There is a lot of money, but without vaccines we don’t have results.
Join Malpass on Friday at the World Bank’s final public event of the week featuring World Health Organization Director-General Tedros Adhanom Ghebreyesus, Executive Director of United Nations Children’s Fund (UNICEF) Henrietta H Fore and World Bank Executive Director of Operations Axel van Trotsenburg.
Malpass urges governments to continue ramping up vaccine production, an effort the World Bank has allocated by $ 12 billion.
He called for “more transparency” around the contract agreements between pharmaceutical companies and manufacturers to increase the direct flow of approved vaccines.
WHO’s Ghebreyesus called for strengthening global solidarity, adding: “The virus will not be defeated in a divided world.”
“If this pandemic is politicized, and if it does, especially politicized at the national level, then the rift between the various political positions could be exploited by the virus,” he warned. .
Ghebreyesus explained that if the virus was allowed to circulate in some part of the world, it would mutate and create variations that the existing vaccines could not prevent.

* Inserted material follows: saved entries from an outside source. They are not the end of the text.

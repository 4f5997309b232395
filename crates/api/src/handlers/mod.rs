//! Request handlers, grouped by resource.

use axum::http::{header, HeaderMap};

use crate::error::{AppError, AppResult};

pub mod admin;
pub mod employees;
pub mod entities;

/// Map an image content type to the stored file extension.
pub(crate) fn image_extension(headers: &HeaderMap) -> AppResult<&'static str> {
    let content_type = headers
        .get(header::CONTENT_TYPE)
        .and_then(|v| v.to_str().ok())
        .unwrap_or_default();
    match content_type {
        "image/png" => Ok("png"),
        "image/jpeg" => Ok("jpg"),
        "image/webp" => Ok("webp"),
        other => Err(AppError::BadRequest(format!(
            "unsupported image content type '{other}'"
        ))),
    }
}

Consequently, stopping another global outbreak requires all countries to have a vaccine plan and action to put COVID-19 in place.
But the sheer scale of the global COVID-19 vaccination campaign is something that even the most experienced vaccinations are unprepared for.
The agency’s chief of UNICEF, Fore said, on average the organization distributes about two billion routine vaccinations each year to children for diseases like measles and polio.
“Right now, we are buying two billion additional COVID vaccines. It’s a great offer, ”she said.
The World Bank’s financial assessments and country readiness have helped fill the gaps in the supply chain, Mr. Fore added.
World Bank chief operating officer van Trotsenburg said by the end of April the bank would commit an additional $ 2 billion to vaccine efforts and will work with more than 40 countries on this effort.
“It’s a lot of money,” he said. “But if you don’t have the vaccine, we don’t have the results.”